The two questions required for the decision tree and Markov model were:

 What is the proportion of CPC 1-2 and CPC 3-4 amongst OHCA patients discharged from hospital alive?

 What is the quality and length of life of survivors of OHCA with CPC 1-2 and CPC 3-4, respectively?

Proportions of CPC 1-2 and CPC 3-4 amongst survivors to hospital discharge

Gates et al. (2017) provide the most current and relevant information in their randomised controlled trial and embedded economic analysis of mechanical CPR during OHCA in the UK. CPC was measured at 3 months after discharge from hospital, with 245 of 272 (90%) of patients achieving a CPC 1-2. This is somewhat higher than the 78% and 85% of CPC 1-2 survivors reported by Petrie et al. (2015a) and (Phelps et al., 2013) in a UK and Australian patient population, respectively. However both of these studies measured CPC at hospital discharge, rather than at 3 months after discharge. Figure 6.5 shows that patients discharged from hospital after OHCA with CPC 3-4 have a significantly higher mortality in the first months post-discharge when compared to those discharged with CPC 1-2. Additional data from Phelps et al. (2013) at 12 months post-discharge demonstrate that, of the 804 patients who survived to 1 year post-discharge, 90% were discharged from hospital with CPC 1-2. I therefore decided that 85% was a robust estimate for the percentage of OHCA survivors discharged with CPC 1-2.

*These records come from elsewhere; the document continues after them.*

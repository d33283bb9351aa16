//! Build command - bring one bundle up to date

use super::{coordinator, current_dir};
use crate::cli::args::RequestArgs;
use crate::config::Config;
use crate::error::{RollcacheError, RollcacheResult};
use crate::middleware::{Outcome, Request};
use crate::ui::{self, TaskSpinner, UiContext};
use std::io::Write;

/// Execute the build command
pub async fn execute(args: RequestArgs, config: &Config) -> RollcacheResult<()> {
    let ctx = UiContext::detect();
    let cwd = current_dir()?;
    let coordinator = coordinator(config, &cwd, args.source_map)?;

    let request = Request::new(&args.method, &args.path);
    let Some(target) = coordinator.route(&request) else {
        ui::step_warn_hint(
            &ctx,
            &format!("{} {} is not a bundle request", args.method, args.path),
            "Only GET and HEAD requests for .js files are built",
        );
        return Ok(());
    };
    let rebuild = args.rebuild.unwrap_or(coordinator.options().rebuild);
    let dest = target.dest.display().to_string();

    let mut spinner = TaskSpinner::new(&ctx);
    spinner.start(&format!("Checking {}", dest));

    let processed = match coordinator.process(&target, rebuild).await {
        Ok(Some(processed)) => processed,
        Ok(None) => {
            spinner.stop_error(&format!("No entry at {}", target.entry.display()));
            return Err(RollcacheError::User(format!(
                "{} has no source entry",
                args.path
            )));
        }
        Err(e) => {
            spinner.stop_error(&format!("Building {} failed", dest));
            return Err(e);
        }
    };

    if processed.rebuilt {
        spinner.stop(&format!("Built {}", dest));
    } else {
        spinner.stop(&format!("{} is up to date", dest));
    }

    if args.stdout {
        let body = match processed.outcome {
            Outcome::Served(response) => response.body,
            Outcome::Delegate => tokio::fs::read(&target.dest)
                .await
                .map_err(|e| RollcacheError::io(format!("reading {}", dest), e))?,
        };
        std::io::stdout()
            .write_all(&body)
            .map_err(|e| RollcacheError::io("writing bundle to stdout", e))?;
    }

    Ok(())
}
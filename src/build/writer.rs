//! Writing bundles and source maps to disk

use crate::bundler::{EmittedCode, SourceMapMode};
use crate::error::{RollcacheError, RollcacheResult};
use crate::fs::FileSystem;
use std::path::{Path, PathBuf};
use tracing::debug;

/// Path of the sibling source map for `dest`
pub fn map_path(dest: &Path) -> PathBuf {
    let mut name = dest.as_os_str().to_os_string();
    name.push(".map");
    PathBuf::from(name)
}

/// Write `emitted` to `dest`, returning the code as written
///
/// The parent directory is created when missing. When a map is present and
/// `source_map` asks for one, a `sourceMappingURL` comment is appended and,
/// in file mode, the map is written next to the bundle.
pub async fn write_bundle(
    fs: &dyn FileSystem,
    emitted: &EmittedCode,
    dest: &Path,
    source_map: SourceMapMode,
) -> RollcacheResult<String> {
    ensure_parent_dir(fs, dest).await?;

    let mut code = emitted.code.clone();
    let map = emitted.map.as_ref().filter(|_| source_map.enabled());
    if let Some(map) = map {
        debug!(target: "rollcache::build", "{} source map for {}", source_map, dest.display());
        code.push_str("\n//# sourceMappingURL=");
        match source_map {
            SourceMapMode::Inline => code.push_str(&map.to_url()),
            _ => code.push_str(&file_name(&map_path(dest))),
        }
    }

    let write_code = async {
        fs.write(dest, code.as_bytes())
            .await
            .map_err(|e| RollcacheError::write(dest, e.to_string()))
    };
    let write_map = async {
        match map {
            Some(map) if source_map == SourceMapMode::File => {
                let path = map_path(dest);
                fs.write(&path, map.to_json().as_bytes())
                    .await
                    .map_err(|e| RollcacheError::write(path, e.to_string()))
            }
            _ => Ok(()),
        }
    };
    tokio::try_join!(write_code, write_map)?;

    Ok(code)
}

async fn ensure_parent_dir(fs: &dyn FileSystem, dest: &Path) -> RollcacheResult<()> {
    let Some(parent) = dest.parent().filter(|p| !p.as_os_str().is_empty()) else {
        return Ok(());
    };

    let state = fs
        .stat(parent)
        .await
        .map_err(|e| RollcacheError::write(dest, e.to_string()))?;

    match state {
        Some(state) if state.is_dir => Ok(()),
        Some(_) => Err(RollcacheError::write(
            dest,
            format!("{} is not a directory", parent.display()),
        )),
        None => {
            debug!(target: "rollcache::build", "Creating directory {}", parent.display());
            fs.create_dir_all(parent)
                .await
                .map_err(|e| RollcacheError::write(dest, e.to_string()))
        }
    }
}

fn file_name(path: &Path) -> String {
    path.file_name()
        .map(|name| name.to_string_lossy().into_owned())
        .unwrap_or_default()
}
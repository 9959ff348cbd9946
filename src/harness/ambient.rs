//! Ambient process state and its scoped substitution.
//!
//! Tools read their argument vector and stdio through this module instead of
//! `std::env` / `std::io` directly, which lets the harness swap in-memory
//! capture buffers in for the duration of a run. Outside a run every accessor
//! passes through to the real process state, so a tool behaves identically
//! when executed standalone.

use std::io::{self, Cursor, Read, Write};
use std::path::{Path, PathBuf};
use std::sync::{Arc, Mutex, MutexGuard, PoisonError};

static AMBIENT: Mutex<AmbientState> = Mutex::new(AmbientState {
    argv: None,
    stdin: StreamSlot::Passthrough,
    stdout: StreamSlot::Passthrough,
    stderr: StreamSlot::Passthrough,
});

/// Serializes harness invocations. The working directory is process-wide
/// state, so the lock spans the whole run, not just the chdir itself.
static CWD_LOCK: Mutex<()> = Mutex::new(());

pub(crate) fn cwd_lock() -> MutexGuard<'static, ()> {
    CWD_LOCK.lock().unwrap_or_else(PoisonError::into_inner)
}

/// A panic inside a capturing tool can poison the state lock. The state
/// itself stays coherent (slots are swapped whole), so recover the guard.
fn state() -> MutexGuard<'static, AmbientState> {
    AMBIENT.lock().unwrap_or_else(PoisonError::into_inner)
}

#[derive(Debug, Clone, Copy, PartialEq, Eq)]
pub(crate) enum StreamKind {
    Stdin,
    Stdout,
    Stderr,
}

#[derive(Clone)]
pub(crate) enum StreamSlot {
    /// The real process stream.
    Passthrough,
    /// A harness-installed capture buffer.
    Captured(VirtualStream),
}

struct AmbientState {
    /// Replacement argument vector; `None` means the real `env::args`.
    argv: Option<Vec<String>>,
    stdin: StreamSlot,
    stdout: StreamSlot,
    stderr: StreamSlot,
}

impl AmbientState {
    fn slot_mut(&mut self, kind: StreamKind) -> &mut StreamSlot {
        match kind {
            StreamKind::Stdin => &mut self.stdin,
            StreamKind::Stdout => &mut self.stdout,
            StreamKind::Stderr => &mut self.stderr,
        }
    }
}

pub(crate) fn current_slot(kind: StreamKind) -> StreamSlot {
    state().slot_mut(kind).clone()
}

/// Shared in-memory stream standing in for a real stdio handle.
///
/// Clones share one buffer and one cursor position; reads and writes both
/// advance it, like a seekable file.
#[derive(Clone, Default)]
pub(crate) struct VirtualStream {
    inner: Arc<Mutex<Cursor<Vec<u8>>>>,
}

impl VirtualStream {
    pub(crate) fn new() -> Self {
        Self::default()
    }

    /// Preloaded with `content`, positioned at the start.
    pub(crate) fn preloaded(content: &str) -> Self {
        Self {
            inner: Arc::new(Mutex::new(Cursor::new(content.as_bytes().to_vec()))),
        }
    }

    /// Everything in the buffer, lossily decoded. Leaves the position alone.
    pub(crate) fn contents(&self) -> String {
        String::from_utf8_lossy(self.lock().get_ref()).into_owned()
    }

    fn lock(&self) -> MutexGuard<'_, Cursor<Vec<u8>>> {
        self.inner.lock().unwrap_or_else(PoisonError::into_inner)
    }
}

impl Read for VirtualStream {
    fn read(&mut self, buf: &mut [u8]) -> io::Result<usize> {
        self.lock().read(buf)
    }
}

impl Write for VirtualStream {
    fn write(&mut self, buf: &[u8]) -> io::Result<usize> {
        self.lock().write(buf)
    }

    fn flush(&mut self) -> io::Result<()> {
        Ok(())
    }
}

/// Installs a replacement argument vector, restoring the previous value on
/// drop (including unwind).
pub(crate) struct ArgvGuard {
    saved: Option<Vec<String>>,
}

impl ArgvGuard {
    pub(crate) fn install(argv: Vec<String>) -> Self {
        let saved = std::mem::replace(&mut state().argv, Some(argv));
        Self { saved }
    }
}

impl Drop for ArgvGuard {
    fn drop(&mut self) {
        state().argv = self.saved.take();
    }
}

/// Installs a capture buffer in one stream slot, restoring the previous
/// slot on drop.
pub(crate) struct StreamGuard {
    kind: StreamKind,
    saved: Option<StreamSlot>,
}

impl StreamGuard {
    pub(crate) fn capture(kind: StreamKind, stream: VirtualStream) -> Self {
        let saved = std::mem::replace(state().slot_mut(kind), StreamSlot::Captured(stream));
        Self {
            kind,
            saved: Some(saved),
        }
    }
}

impl Drop for StreamGuard {
    fn drop(&mut self) {
        if let Some(saved) = self.saved.take() {
            *state().slot_mut(self.kind) = saved;
        }
    }
}

/// Changes into `target` unless the process is already there, restoring the
/// previous directory on drop. Callers must hold the directory lock.
pub(crate) struct CwdGuard {
    restore: Option<PathBuf>,
}

impl CwdGuard {
    pub(crate) fn enter(target: &Path) -> io::Result<Self> {
        let current = std::env::current_dir()?;
        if same_path(&current, target) {
            return Ok(Self { restore: None });
        }
        std::env::set_current_dir(target)?;
        Ok(Self {
            restore: Some(current),
        })
    }
}

impl Drop for CwdGuard {
    fn drop(&mut self) {
        if let Some(previous) = self.restore.take() {
            if let Err(e) = std::env::set_current_dir(&previous) {
                tracing::error!(
                    path = %previous.display(),
                    error = %e,
                    "Failed to restore working directory"
                );
            }
        }
    }
}

/// Path equality after filesystem normalization, so `dir` and `dir/sub/..`
/// (or a symlink to `dir`) compare equal.
pub fn same_path(a: &Path, b: &Path) -> bool {
    if a == b {
        return true;
    }
    matches!((a.canonicalize(), b.canonicalize()), (Ok(a), Ok(b)) if a == b)
}

/// The ambient argument vector: the installed one inside a harness run, the
/// real process arguments otherwise.
pub fn argv() -> Vec<String> {
    state()
        .argv
        .clone()
        .unwrap_or_else(|| std::env::args().collect())
}

pub fn stdout() -> AmbientStdout {
    AmbientStdout
}

pub fn stderr() -> AmbientStderr {
    AmbientStderr
}

pub fn stdin() -> AmbientStdin {
    AmbientStdin
}

/// Writer resolving to the ambient stdout slot on every use.
pub struct AmbientStdout;

impl Write for AmbientStdout {
    fn write(&mut self, buf: &[u8]) -> io::Result<usize> {
        match current_slot(StreamKind::Stdout) {
            StreamSlot::Captured(mut stream) => stream.write(buf),
            StreamSlot::Passthrough => io::stdout().write(buf),
        }
    }

    fn flush(&mut self) -> io::Result<()> {
        match current_slot(StreamKind::Stdout) {
            StreamSlot::Captured(mut stream) => stream.flush(),
            StreamSlot::Passthrough => io::stdout().flush(),
        }
    }
}

/// Writer resolving to the ambient stderr slot on every use.
pub struct AmbientStderr;

impl Write for AmbientStderr {
    fn write(&mut self, buf: &[u8]) -> io::Result<usize> {
        match current_slot(StreamKind::Stderr) {
            StreamSlot::Captured(mut stream) => stream.write(buf),
            StreamSlot::Passthrough => io::stderr().write(buf),
        }
    }

    fn flush(&mut self) -> io::Result<()> {
        match current_slot(StreamKind::Stderr) {
            StreamSlot::Captured(mut stream) => stream.flush(),
            StreamSlot::Passthrough => io::stderr().flush(),
        }
    }
}

/// Reader resolving to the ambient stdin slot on every use.
pub struct AmbientStdin;

impl Read for AmbientStdin {
    fn read(&mut self, buf: &mut [u8]) -> io::Result<usize> {
        match current_slot(StreamKind::Stdin) {
            StreamSlot::Captured(mut stream) => stream.read(buf),
            StreamSlot::Passthrough => io::stdin().read(buf),
        }
    }
}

Figure 6.5 Kaplan Meier survival curve of patients discharged from hospital after out-of- hospital cardiac arrest, according to Cerebral Performance Category (CPC) Phelps et al. (2013), with permission from Critical Care (license number 4252320818003)

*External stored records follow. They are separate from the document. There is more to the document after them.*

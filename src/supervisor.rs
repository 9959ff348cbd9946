//! Workspace-keyed worker process registry.
//!
//! One worker per workspace key, started on first use and tracked until it
//! exits. A monitor task per worker (bounded by a small pool) awaits the
//! process and retires its registry entry, so callers observing a missing
//! entry can respawn transparently.

use std::collections::HashMap;
use std::path::PathBuf;
use std::process::Stdio;
use std::sync::Arc;
use std::sync::atomic::{AtomicBool, Ordering};

use thiserror::Error;
use tokio::process::{Child, ChildStdin, ChildStdout, Command};
use tokio::sync::{Mutex, Semaphore};

use crate::bridge::channel::Channel;
use crate::bridge::protocol::Request;

/// Channel bound to a spawned worker's pipe pair.
pub type WorkerChannel = Channel<ChildStdout, ChildStdin>;

/// Monitors beyond this many live workers wait their turn; the workers
/// themselves run immediately, only exit observation is delayed.
const MONITOR_POOL_SIZE: usize = 10;

#[derive(Debug, Error)]
pub enum SpawnError {
    #[error("empty worker command")]
    EmptyCommand,

    #[error("failed to spawn worker: {0}")]
    Spawn(#[from] std::io::Error),

    #[error("worker spawned without {0} pipe")]
    MissingPipe(&'static str),

    #[error("supervisor is shut down")]
    ShutDown,
}

/// How to start a worker: its command line and the directory it runs in.
#[derive(Debug, Clone)]
pub struct WorkerLaunch {
    pub command: Vec<String>,
    pub cwd: PathBuf,
}

impl WorkerLaunch {
    pub fn new(command: Vec<String>, cwd: impl Into<PathBuf>) -> Self {
        Self {
            command,
            cwd: cwd.into(),
        }
    }
}

struct WorkerEntry {
    pid: Option<u32>,
    channel: Arc<WorkerChannel>,
}

/// Registry of live workers, one per workspace key.
pub struct ProcessSupervisor {
    entries: Mutex<HashMap<String, WorkerEntry>>,
    monitors: Arc<Semaphore>,
    shut_down: AtomicBool,
}

impl ProcessSupervisor {
    pub fn new() -> Arc<Self> {
        Arc::new(Self {
            entries: Mutex::new(HashMap::new()),
            monitors: Arc::new(Semaphore::new(MONITOR_POOL_SIZE)),
            shut_down: AtomicBool::new(false),
        })
    }

    pub fn is_shut_down(&self) -> bool {
        self.shut_down.load(Ordering::SeqCst)
    }

    pub async fn is_registered(&self, workspace: &str) -> bool {
        self.entries.lock().await.contains_key(workspace)
    }

    /// Returns the workspace's live channel, starting a worker first if none
    /// is registered. The registry lock spans lookup and spawn, so two
    /// concurrent callers cannot both start a worker for the same key.
    pub async fn get_or_start(
        self: &Arc<Self>,
        workspace: &str,
        launch: &WorkerLaunch,
    ) -> Result<Arc<WorkerChannel>, SpawnError> {
        let mut entries = self.entries.lock().await;
        // Checked under the registry lock: shutdown sets the flag before it
        // snapshots entries, so a worker registered while the flag is clear
        // is always in the snapshot and gets its exit signal.
        if self.is_shut_down() {
            return Err(SpawnError::ShutDown);
        }
        if let Some(entry) = entries.get(workspace) {
            return Ok(Arc::clone(&entry.channel));
        }

        let (program, args) = launch
            .command
            .split_first()
            .ok_or(SpawnError::EmptyCommand)?;
        tracing::info!(workspace = %workspace, command = %program, "Starting worker");
        let mut child = Command::new(program)
            .args(args)
            .current_dir(&launch.cwd)
            .stdin(Stdio::piped())
            .stdout(Stdio::piped())
            // Worker diagnostics share our stderr; stdout is the transport.
            .stderr(Stdio::inherit())
            .spawn()?;

        let child_stdin = child.stdin.take().ok_or(SpawnError::MissingPipe("stdin"))?;
        let child_stdout = child
            .stdout
            .take()
            .ok_or(SpawnError::MissingPipe("stdout"))?;
        let channel = Arc::new(Channel::new(child_stdout, child_stdin));
        let pid = child.id();

        entries.insert(
            workspace.to_string(),
            WorkerEntry {
                pid,
                channel: Arc::clone(&channel),
            },
        );
        tracing::debug!(workspace = %workspace, pid, "Worker registered");

        tokio::spawn(Arc::clone(self).monitor(workspace.to_string(), child, Arc::clone(&channel)));

        Ok(channel)
    }

    /// Removes the workspace entry if it still belongs to `channel`, then
    /// closes the channel. A respawned successor under the same key is left
    /// alone, so a stale caller cannot knock out a fresh worker.
    pub async fn retire(&self, workspace: &str, channel: &Arc<WorkerChannel>) {
        {
            let mut entries = self.entries.lock().await;
            if let Some(entry) = entries.get(workspace) {
                if Arc::ptr_eq(&entry.channel, channel) {
                    let pid = entry.pid;
                    entries.remove(workspace);
                    tracing::debug!(workspace = %workspace, pid, "Worker entry retired");
                }
            }
        }
        channel.close().await;
    }

    /// Signals every live worker to exit. Exactly-once; later calls are
    /// no-ops. Best-effort: does not wait for workers to die, and delivery
    /// failures are swallowed because a worker may already be gone.
    pub async fn shutdown(&self) {
        if self.shut_down.swap(true, Ordering::SeqCst) {
            return;
        }
        tracing::info!("Supervisor shutting down");

        let channels: Vec<(String, Arc<WorkerChannel>)> = {
            let entries = self.entries.lock().await;
            entries
                .iter()
                .map(|(key, entry)| (key.clone(), Arc::clone(&entry.channel)))
                .collect()
        };

        for (workspace, channel) in channels {
            if let Err(e) = channel.send(&Request::exit()).await {
                tracing::debug!(workspace = %workspace, error = %e, "Exit signal not delivered");
            }
        }

        // No new monitor may start waiting; running ones keep their permits
        // and reap normally as workers exit.
        self.monitors.close();
    }

    async fn monitor(self: Arc<Self>, workspace: String, mut child: Child, channel: Arc<WorkerChannel>) {
        let _permit = match Arc::clone(&self.monitors).acquire_owned().await {
            Ok(permit) => permit,
            Err(_) => {
                tracing::warn!(workspace = %workspace, "Shut down before monitoring began");
                return;
            }
        };

        match child.wait().await {
            Ok(status) => {
                tracing::info!(workspace = %workspace, %status, "Worker exited");
            }
            Err(e) => {
                tracing::warn!(workspace = %workspace, error = %e, "Wait for worker failed");
            }
        }

        self.retire(&workspace, &channel).await;
    }
}

#[cfg(test)]
mod tests {
    use super::*;
    use std::time::Duration;

    fn cat_launch() -> WorkerLaunch {
        WorkerLaunch::new(vec!["cat".to_string()], std::env::temp_dir())
    }

    async fn wait_until_unregistered(supervisor: &ProcessSupervisor, workspace: &str) -> bool {
        for _ in 0..100 {
            if !supervisor.is_registered(workspace).await {
                return true;
            }
            tokio::time::sleep(Duration::from_millis(50)).await;
        }
        false
    }

    #[tokio::test]
    async fn get_or_start_is_idempotent_per_workspace() {
        let supervisor = ProcessSupervisor::new();
        let launch = cat_launch();

        let first = supervisor.get_or_start("ws-a", &launch).await.unwrap();
        let second = supervisor.get_or_start("ws-a", &launch).await.unwrap();
        let other = supervisor.get_or_start("ws-b", &launch).await.unwrap();

        assert!(Arc::ptr_eq(&first, &second));
        assert!(!Arc::ptr_eq(&first, &other));

        first.close().await;
        other.close().await;
    }

    #[tokio::test]
    async fn monitor_retires_entry_when_worker_exits() {
        let supervisor = ProcessSupervisor::new();

        let channel = supervisor.get_or_start("ws", &cat_launch()).await.unwrap();
        assert!(supervisor.is_registered("ws").await);

        // cat exits when its stdin closes.
        channel.close().await;
        assert!(wait_until_unregistered(&supervisor, "ws").await);

        // The key is free for a fresh worker.
        let respawned = supervisor.get_or_start("ws", &cat_launch()).await.unwrap();
        assert!(!Arc::ptr_eq(&channel, &respawned));
        respawned.close().await;
    }

    #[tokio::test]
    async fn stale_retire_leaves_successor_alone() {
        let supervisor = ProcessSupervisor::new();

        let first = supervisor.get_or_start("ws", &cat_launch()).await.unwrap();
        supervisor.retire("ws", &first).await;
        assert!(wait_until_unregistered(&supervisor, "ws").await);

        let second = supervisor.get_or_start("ws", &cat_launch()).await.unwrap();

        // A late retire against the dead predecessor must not remove the
        // successor's entry.
        supervisor.retire("ws", &first).await;
        assert!(supervisor.is_registered("ws").await);

        second.close().await;
    }

    #[tokio::test]
    async fn shutdown_refuses_new_workers_and_is_idempotent() {
        let supervisor = ProcessSupervisor::new();

        supervisor.shutdown().await;
        supervisor.shutdown().await;

        assert!(supervisor.is_shut_down());
        assert!(matches!(
            supervisor.get_or_start("ws", &cat_launch()).await,
            Err(SpawnError::ShutDown)
        ));
    }

    #[tokio::test]
    async fn get_or_start_parked_across_shutdown_is_refused() {
        let supervisor = ProcessSupervisor::new();

        // Park a get_or_start on the registry lock, then shut down before
        // the lock is released. The parked caller must be refused rather
        // than register a worker the exit broadcast already missed.
        let held = supervisor.entries.lock().await;

        let racing = tokio::spawn({
            let supervisor = Arc::clone(&supervisor);
            async move { supervisor.get_or_start("ws", &cat_launch()).await }
        });
        tokio::time::sleep(Duration::from_millis(20)).await;

        let closing = tokio::spawn({
            let supervisor = Arc::clone(&supervisor);
            async move { supervisor.shutdown().await }
        });
        tokio::time::sleep(Duration::from_millis(20)).await;

        drop(held);

        assert!(matches!(racing.await.unwrap(), Err(SpawnError::ShutDown)));
        closing.await.unwrap();
        assert!(!supervisor.is_registered("ws").await);
    }

    #[tokio::test]
    async fn empty_command_is_rejected() {
        let supervisor = ProcessSupervisor::new();
        let launch = WorkerLaunch::new(Vec::new(), std::env::temp_dir());

        assert!(matches!(
            supervisor.get_or_start("ws", &launch).await,
            Err(SpawnError::EmptyCommand)
        ));
    }

    #[tokio::test]
    async fn unspawnable_command_surfaces_io_error() {
        let supervisor = ProcessSupervisor::new();
        let launch = WorkerLaunch::new(
            vec!["definitely-not-a-real-worker".to_string()],
            std::env::temp_dir(),
        );

        assert!(matches!(
            supervisor.get_or_start("ws", &launch).await,
            Err(SpawnError::Spawn(_))
        ));
    }
}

Length of life of survivors with CPC 1-2 and CPC 3-4

Phelps et al. (2013) also provide the most detailed description of long-term survival following OHCA, according to CPC at discharge from hospital, including person-years for the first year and the following 4 years after hospital discharge. See Table 6.3 for a summary of survival rates and person-years.

Table 6.3 Survival rates and person-years according to Phelps et al. (2013)

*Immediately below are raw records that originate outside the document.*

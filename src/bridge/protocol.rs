//! Wire protocol types for the dispatcher-worker exchange.
//!
//! One request kind (`run`, plus the `exit` signal) and one response shape.
//! The exchange is strictly request/reply: a worker never speaks unprompted.

use std::path::PathBuf;

use serde::{Deserialize, Serialize};

/// Correlates a response with the request that produced it.
///
/// Minted as UUID v4 but carried as an opaque string: a peer echoing an id
/// we did not mint must still deserialize cleanly.
#[derive(Debug, Clone, PartialEq, Eq, Hash, Serialize, Deserialize)]
#[serde(transparent)]
pub struct RequestId(String);

impl RequestId {
    pub fn new() -> Self {
        Self(uuid::Uuid::new_v4().to_string())
    }

    pub fn as_str(&self) -> &str {
        &self.0
    }
}

impl Default for RequestId {
    fn default() -> Self {
        Self::new()
    }
}

impl From<String> for RequestId {
    fn from(s: String) -> Self {
        Self(s)
    }
}

impl From<&str> for RequestId {
    fn from(s: &str) -> Self {
        Self(s.to_string())
    }
}

impl std::fmt::Display for RequestId {
    fn fmt(&self, f: &mut std::fmt::Formatter<'_>) -> std::fmt::Result {
        write!(f, "{}", self.0)
    }
}

/// Request verbs a worker understands.
#[derive(Debug, Clone, Copy, PartialEq, Eq, Serialize, Deserialize)]
#[serde(rename_all = "snake_case")]
pub enum Method {
    Run,
    Exit,
    /// Catch-all so an unrecognized verb is reported over the channel
    /// instead of failing the decode.
    #[serde(other)]
    Unknown,
}

fn is_false(flag: &bool) -> bool {
    !*flag
}

/// A tool invocation (or the exit signal) sent to a worker.
#[derive(Debug, Clone, PartialEq, Serialize, Deserialize)]
pub struct Request {
    pub id: RequestId,
    pub method: Method,

    /// Registered tool entry point to run. Required for `run`.
    #[serde(default, skip_serializing_if = "Option::is_none")]
    pub module: Option<String>,

    /// Argument vector the tool sees, verbatim.
    #[serde(default, skip_serializing_if = "Vec::is_empty")]
    pub argv: Vec<String>,

    /// Feed `source` to the tool over captured stdin.
    #[serde(rename = "useStdin", default, skip_serializing_if = "is_false")]
    pub use_stdin: bool,

    /// Directory to run in. Absent means the worker's own directory.
    #[serde(default, skip_serializing_if = "Option::is_none")]
    pub cwd: Option<PathBuf>,

    /// Document text for stdin-fed tools.
    #[serde(default, skip_serializing_if = "Option::is_none")]
    pub source: Option<String>,
}

impl Request {
    /// A `run` request with a fresh id and empty optionals.
    pub fn run(module: impl Into<String>) -> Self {
        Self {
            id: RequestId::new(),
            method: Method::Run,
            module: Some(module.into()),
            argv: Vec::new(),
            use_stdin: false,
            cwd: None,
            source: None,
        }
    }

    /// The shutdown signal. Serializes as a bare `{id, method: "exit"}`.
    pub fn exit() -> Self {
        Self {
            id: RequestId::new(),
            method: Method::Exit,
            module: None,
            argv: Vec::new(),
            use_stdin: false,
            cwd: None,
            source: None,
        }
    }
}

/// A worker's reply. At most one of `result`/`error` is set; `exception`
/// accompanies `error` and tells a fault apart from ordinary tool stderr.
#[derive(Debug, Clone, PartialEq, Serialize, Deserialize)]
pub struct Response {
    pub id: RequestId,

    #[serde(default, skip_serializing_if = "Option::is_none")]
    pub result: Option<String>,

    #[serde(default, skip_serializing_if = "Option::is_none")]
    pub error: Option<String>,

    #[serde(default, skip_serializing_if = "Option::is_none")]
    pub exception: Option<bool>,
}

impl Response {
    /// Successful completion with captured stdout.
    pub fn result(id: RequestId, result: impl Into<String>) -> Self {
        Self {
            id,
            result: Some(result.into()),
            error: None,
            exception: None,
        }
    }

    /// Error text (tool stderr or a formatted fault).
    pub fn error(id: RequestId, error: impl Into<String>, exception: bool) -> Self {
        Self {
            id,
            result: None,
            error: Some(error.into()),
            exception: Some(exception),
        }
    }

    /// A run that produced no output at all.
    pub fn empty(id: RequestId) -> Self {
        Self {
            id,
            result: None,
            error: None,
            exception: None,
        }
    }
}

Year 1 Year 1-5 Survival (95% CI) Person-years (per 100 discharges*) Survival (95% CI)** Person-years (per 100 discharges per year*) CPC 1-2 87.4% (85.0% - 89.5%) 78.5 84.6% (81.8% - 87.1%) 241.1 CPC 3-4 51.7% (43.7% - 59.6%) 9.39 79.0% 68.5% - 86.6%) 24.7

*Assuming 85% of survivors to discharge have CPC 1-2 and 15% have CPC 3-4 at hospital discharge. ** Percentage of survivors at 5 years per survivors at 1 year.

CPC: Cerebral Performance Category

The information in Table 6.3 was used to model mortality during the first 5 years after discharge from hospital following OHCA (Phelps et al., 2013). Survival rates after 5 years

following discharge from hospital after OHCA have been shown to be the same as those of the standard population (Andrew et al., 2017; Phelps et al., 2013). Mortality rates were therefore obtained from the National Life Tables for England (Office for National Statistics, 2016) and applied to the patient cohort from 5 years onwards. This resulted in an overall survival rate of 65.0% and 50.0% (CPC1-2) and 36.0% and 27.8% (CPC3-4) at 10 and 15 years post-discharge, respectively.

Quality of life

In their RCT which recruited a total of 4,471 patients with OHCA between 2010 and 2013 in four UK ambulance services, Gates et al. (2017) reported health-related quality of life (HRQL) using the EuroQol – five-dimension descriptive system (EQ-5D). The EQ-5D has been validated for measuring HRQL and for use in economic evaluations in a variety of conditions, including cardiac arrest (Payakachat, Ali and Tilford, 2015). Gates et al. (2017) converted their findings to health-state utilities using the UK tariff. Using a combination of decision tree and Markov model similar to the one used in this research, they calculated a utility of 0.75 and 0.47 for the CPC 1-2 and CPC 3-4 group, respectively. Use of EQ-5D for the calculation of utility is recommended by NICE (National Institute for Health and Care Excellence, 2013).